Top of DATA SHOWN
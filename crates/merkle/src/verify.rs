//! Proof replay against caller-held leaves.

use std::collections::{BTreeMap, HashMap, VecDeque};

use merklesync_primitives::block::BlockId;
use merklesync_primitives::hash::Hash;
use tracing::debug;

use crate::error::{MerkleError, MerkleResult, ProofDefect};
use crate::hashing::{internal_hash, leaf_hash};
use crate::proof::{MerkleProof, ProofLevel, ProofSlot};

/// Verify that `leaves` belong to the tree whose root is `root_hash`.
///
/// Returns `Ok(false)` when the proof replays cleanly but yields a different
/// root. Structural problems with the proof, or a mismatch between the leaves
/// the proof names and the leaves supplied, are reported as
/// [`MerkleError::MalformedProof`].
pub fn verify_proof<P: AsRef<[u8]>>(
    root_hash: &Hash,
    leaves: &[(BlockId, P)],
    proof: &MerkleProof,
) -> MerkleResult<bool> {
    if leaves.is_empty() {
        return Err(MerkleError::EmptyRequest);
    }

    check_shape(proof)?;

    let mut values = leaf_level_values(&proof.levels[0], leaves)?;

    for (index, pair) in proof.levels.windows(2).enumerate() {
        let (below, above) = (&pair[0], &pair[1]);
        values = next_level_values(index + 1, below, &values, above)?;
    }

    let top = proof.levels.len() - 1;
    let computed = match (proof.levels[top].entries.as_slice(), values.get(&0)) {
        ([entry], Some(hash)) if !matches!(entry.slot, ProofSlot::Supplied(_)) => *hash,
        _ => return Err(ProofDefect::RootNotDerived.into()),
    };

    let valid = computed == *root_hash;

    if !valid {
        debug!(expected = %root_hash, %computed, "Merkle proof root mismatch");
    }

    Ok(valid)
}

/// Check level widths, positions and slot kinds before any hashing happens.
fn check_shape(proof: &MerkleProof) -> Result<(), ProofDefect> {
    let Some(leaf_level) = proof.levels.first() else {
        return Err(ProofDefect::NoLevels);
    };

    if leaf_level.width == 0 {
        return Err(ProofDefect::EmptyLeafLevel(leaf_level.width));
    }

    for (level, current) in proof.levels.iter().enumerate() {
        if level > 0 {
            let below = proof.levels[level - 1].width;

            if below == 1 {
                return Err(ProofDefect::ExtraLevel(level));
            }

            let expected = below.div_ceil(2);
            if current.width != expected {
                return Err(ProofDefect::LevelWidth {
                    level,
                    expected,
                    found: current.width,
                });
            }
        }

        let mut seen = None;
        for entry in &current.entries {
            let position = entry.position;

            if position >= current.width {
                return Err(ProofDefect::PositionOutOfRange {
                    level,
                    position,
                    width: current.width,
                });
            }

            // Entries are ascending; anything else repeats or reorders a position
            if seen.is_some_and(|previous| previous >= position) {
                return Err(ProofDefect::DuplicatePosition { level, position });
            }
            seen = Some(position);

            match entry.slot {
                ProofSlot::Derived if level == 0 => {
                    return Err(ProofDefect::DerivedAtLeafLevel(position));
                }
                ProofSlot::Leaf(_) if level > 0 => {
                    return Err(ProofDefect::LeafAboveLeafLevel { level, position });
                }
                _ => {}
            }
        }
    }

    let top = proof.levels.len() - 1;
    if proof.levels[top].width != 1 {
        return Err(ProofDefect::RootWidth(proof.levels[top].width));
    }

    Ok(())
}

/// Place hashed payloads at the positions the proof declares for them and
/// fill the rest from supplied hashes.
fn leaf_level_values<P: AsRef<[u8]>>(
    level: &ProofLevel,
    leaves: &[(BlockId, P)],
) -> Result<BTreeMap<usize, Hash>, ProofDefect> {
    let mut pending: HashMap<&str, VecDeque<Hash>> = HashMap::new();
    for (id, payload) in leaves {
        pending
            .entry(id.as_str())
            .or_default()
            .push_back(leaf_hash(payload.as_ref()));
    }

    let mut values = BTreeMap::new();

    for entry in &level.entries {
        let hash = match &entry.slot {
            ProofSlot::Leaf(id) => pending
                .get_mut(id.as_str())
                .and_then(VecDeque::pop_front)
                .ok_or_else(|| ProofDefect::UnsuppliedLeaf(id.clone()))?,
            ProofSlot::Supplied(hash) => *hash,
            ProofSlot::Derived => return Err(ProofDefect::DerivedAtLeafLevel(entry.position)),
        };

        let _ignored = values.insert(entry.position, hash);
    }

    if let Some((id, _)) = leaves
        .iter()
        .find(|(id, _)| pending.get(id.as_str()).is_some_and(|left| !left.is_empty()))
    {
        return Err(ProofDefect::MissingLeaf(id.clone()));
    }

    Ok(values)
}

/// Compute the values of level `level` from the values of the level below.
fn next_level_values(
    level: usize,
    below: &ProofLevel,
    below_values: &BTreeMap<usize, Hash>,
    above: &ProofLevel,
) -> Result<BTreeMap<usize, Hash>, ProofDefect> {
    let derived: BTreeMap<usize, &ProofSlot> = above
        .entries
        .iter()
        .map(|entry| (entry.position, &entry.slot))
        .collect();

    // Every value below must feed a derived parent, or it proves nothing
    for &position in below_values.keys() {
        if !matches!(derived.get(&(position / 2)), Some(ProofSlot::Derived)) {
            return Err(ProofDefect::UnusedPosition {
                level: level - 1,
                position,
            });
        }
    }

    let mut values = BTreeMap::new();

    for (&position, slot) in &derived {
        let hash = match slot {
            ProofSlot::Supplied(hash) => *hash,
            ProofSlot::Derived => {
                let missing = ProofDefect::MissingChild { level, position };

                let left_position = position * 2;
                let right_position = left_position + 1;

                let left = below_values.get(&left_position).ok_or(missing.clone())?;
                let right = if right_position < below.width {
                    below_values.get(&right_position).ok_or(missing)?
                } else {
                    left
                };

                internal_hash(left, right)
            }
            ProofSlot::Leaf(_) => return Err(ProofDefect::LeafAboveLeafLevel { level, position }),
        };

        let _ignored = values.insert(position, hash);
    }

    Ok(values)
}
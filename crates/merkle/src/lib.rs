//! Binary Merkle tree engine for block synchronisation
//!
//! This crate builds an in-memory binary hash tree over an ordered list of
//! opaque blocks, produces inclusion proofs for any non-empty subset of
//! leaves, verifies those proofs against a root hash and reports the leaves at
//! which two trees disagree. It holds no state between calls and performs no
//! I/O, which keeps it independent of the service and transport layers.
//!
//! ## Core Concepts
//!
//! - **MerkleTree**: immutable tree built from `(BlockId, payload)` pairs
//! - **MerkleProof**: level-by-level record of derived and supplied positions
//! - **verify_proof**: replays a proof against caller-held leaves
//! - **diff**: structural comparison of two trees

pub mod bundle;
pub mod diff;
pub mod error;
pub mod hashing;
pub mod proof;
pub mod tree;
pub mod verify;


pub use bundle::{BundledLeaf, ProofBundle};
pub use diff::{diff, DiffSide, LeafDiff, TreeDiff};
pub use error::{MerkleError, MerkleResult, ProofDefect};
pub use hashing::{internal_hash, leaf_hash, INTERNAL_PREFIX, LEAF_PREFIX};
pub use merklesync_primitives::block::BlockId;
pub use merklesync_primitives::hash::Hash;
pub use proof::{MerkleProof, ProofEntry, ProofLevel, ProofSlot};
pub use tree::{Leaf, MerkleTree, Node, NodeIndex};
pub use verify::verify_proof;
Bottom of DATA SHOWN
**INSTRUCTIONS FOR THE TASK**
Write out each entry above exactly as it is written.

**ANSWER BOX**
filename crates/merkle/src/verify.rs
//! Proof replay against caller-held leaves.

use std::collections::{BTreeMap, HashMap, VecDeque};

use merklesync_primitives::block::BlockId;
use merklesync_primitives::hash::Hash;
use tracing::debug;

use crate::error::{MerkleError, MerkleResult, ProofDefect};
use crate::hashing::{internal_hash, leaf_hash};
use crate::proof::{MerkleProof, ProofLevel, ProofSlot};

/// Verify that `leaves` belong to the tree whose root is `root_hash`.
///
/// Returns `Ok(false)` when the proof replays cleanly but yields a different
/// root. Structural problems with the proof, or a mismatch between the leaves
/// the proof names and the leaves supplied, are reported as
/// [`MerkleError::MalformedProof`].
pub fn verify_proof<P: AsRef<[u8]>>(
    root_hash: &Hash,
    leaves: &[(BlockId, P)],
    proof: &MerkleProof,
) -> MerkleResult<bool> {
    if leaves.is_empty() {
        return Err(MerkleError::EmptyRequest);
    }

    check_shape(proof)?;

    let mut values = leaf_level_values(&proof.levels[0], leaves)?;

    for (index, pair) in proof.levels.windows(2).enumerate() {
        let (below, above) = (&pair[0], &pair[1]);
        values = next_level_values(index + 1, below, &values, above)?;
    }

    let top = proof.levels.len() - 1;
    let computed = match (proof.levels[top].entries.as_slice(), values.get(&0)) {
        ([entry], Some(hash)) if !matches!(entry.slot, ProofSlot::Supplied(_)) => *hash,
        _ => return Err(ProofDefect::RootNotDerived.into()),
    };

    let valid = computed == *root_hash;

    if !valid {
        debug!(expected = %root_hash, %computed, "Merkle proof root mismatch");
    }

    Ok(valid)
}

/// Check level widths, positions and slot kinds before any hashing happens.
fn check_shape(proof: &MerkleProof) -> Result<(), ProofDefect> {
    let Some(leaf_level) = proof.levels.first() else {
        return Err(ProofDefect::NoLevels);
    };

    if leaf_level.width == 0 {
        return Err(ProofDefect::EmptyLeafLevel(leaf_level.width));
    }

    for (level, current) in proof.levels.iter().enumerate() {
        if level > 0 {
            let below = proof.levels[level - 1].width;

            if below == 1 {
                return Err(ProofDefect::ExtraLevel(level));
            }

            let expected = below.div_ceil(2);
            if current.width != expected {
                return Err(ProofDefect::LevelWidth {
                    level,
                    expected,
                    found: current.width,
                });
            }
        }

        let mut seen = None;
        for entry in &current.entries {
            let position = entry.position;

            if position >= current.width {
                return Err(ProofDefect::PositionOutOfRange {
                    level,
                    position,
                    width: current.width,
                });
            }

            // Entries are ascending; anything else repeats or reorders a position
            if seen.is_some_and(|previous| previous >= position) {
                return Err(ProofDefect::DuplicatePosition { level, position });
            }
            seen = Some(position);

            match entry.slot {
                ProofSlot::Derived if level == 0 => {
                    return Err(ProofDefect::DerivedAtLeafLevel(position));
                }
                ProofSlot::Leaf(_) if level > 0 => {
                    return Err(ProofDefect::LeafAboveLeafLevel { level, position });
                }
                _ => {}
            }
        }
    }

    let top = proof.levels.len() - 1;
    if proof.levels[top].width != 1 {
        return Err(ProofDefect::RootWidth(proof.levels[top].width));
    }

    Ok(())
}

/// Place hashed payloads at the positions the proof declares for them and
/// fill the rest from supplied hashes.
fn leaf_level_values<P: AsRef<[u8]>>(
    level: &ProofLevel,
    leaves: &[(BlockId, P)],
) -> Result<BTreeMap<usize, Hash>, ProofDefect> {
    let mut pending: HashMap<&str, VecDeque<Hash>> = HashMap::new();
    for (id, payload) in leaves {
        pending
            .entry(id.as_str())
            .or_default()
            .push_back(leaf_hash(payload.as_ref()));
    }

    let mut values = BTreeMap::new();

    for entry in &level.entries {
        let hash = match &entry.slot {
            ProofSlot::Leaf(id) => pending
                .get_mut(id.as_str())
                .and_then(VecDeque::pop_front)
                .ok_or_else(|| ProofDefect::UnsuppliedLeaf(id.clone()))?,
            ProofSlot::Supplied(hash) => *hash,
            ProofSlot::Derived => return Err(ProofDefect::DerivedAtLeafLevel(entry.position)),
        };

        let _ignored = values.insert(entry.position, hash);
    }

    if let Some((id, _)) = leaves
        .iter()
        .find(|(id, _)| pending.get(id.as_str()).is_some_and(|left| !left.is_empty()))
    {
        return Err(ProofDefect::MissingLeaf(id.clone()));
    }

    Ok(values)
}

/// Compute the values of level `level` from the values of the level below.
fn next_level_values(
    level: usize,
    below: &ProofLevel,
    below_values: &BTreeMap<usize, Hash>,
    above: &ProofLevel,
) -> Result<BTreeMap<usize, Hash>, ProofDefect> {
    let derived: BTreeMap<usize, &ProofSlot> = above
        .entries
        .iter()
        .map(|entry| (entry.position, &entry.slot))
        .collect();

    // Every value below must feed a derived parent, or it proves nothing
    for &position in below_values.keys() {
        if !matches!(derived.get(&(position / 2)), Some(ProofSlot::Derived)) {
            return Err(ProofDefect::UnusedPosition {
                level: level - 1,
                position,
            });
        }
    }

    let mut values = BTreeMap::new();

    for (&position, slot) in &derived {
        let hash = match slot {
            ProofSlot::Supplied(hash) => *hash,
            ProofSlot::Derived => {
                let missing = ProofDefect::MissingChild { level, position };

                let left_position = position * 2;
                let right_position = left_position + 1;

                let left = below_values.get(&left_position).ok_or(missing.clone())?;
                let right = if right_position < below.width {
                    below_values.get(&right_position).ok_or(missing)?
                } else {
                    left
                };

                internal_hash(left, right)
            }
            ProofSlot::Leaf(_) => return Err(ProofDefect::LeafAboveLeafLevel { level, position }),
        };

        let _ignored = values.insert(position, hash);
    }

    Ok(values)
}
filename crates/merkle/src/lib.rs
//! Binary Merkle tree engine for block synchronisation
//!
//! This crate builds an in-memory binary hash tree over an ordered list of
//! opaque blocks, produces inclusion proofs for any non-empty subset of
//! leaves, verifies those proofs against a root hash and reports the leaves at
//! which two trees disagree. It holds no state between calls and performs no
//! I/O, which keeps it independent of the service and transport layers.
//!
//! ## Core Concepts
//!
//! - **MerkleTree**: immutable tree built from `(BlockId, payload)` pairs
//! - **MerkleProof**: level-by-level record of derived and supplied positions
//! - **verify_proof**: replays a proof against caller-held leaves
//! - **diff**: structural comparison of two trees

pub mod bundle;
pub mod diff;
pub mod error;
pub mod hashing;
pub mod proof;
pub mod tree;
pub mod verify;


pub use bundle::{BundledLeaf, ProofBundle};
pub use diff::{diff, DiffSide, LeafDiff, TreeDiff};
pub use error::{MerkleError, MerkleResult, ProofDefect};
pub use hashing::{internal_hash, leaf_hash, INTERNAL_PREFIX, LEAF_PREFIX};
pub use merklesync_primitives::block::BlockId;
pub use merklesync_primitives::hash::Hash;
pub use proof::{MerkleProof, ProofEntry, ProofLevel, ProofSlot};
pub use tree::{Leaf, MerkleTree, Node, NodeIndex};
pub use verify::verify_proof;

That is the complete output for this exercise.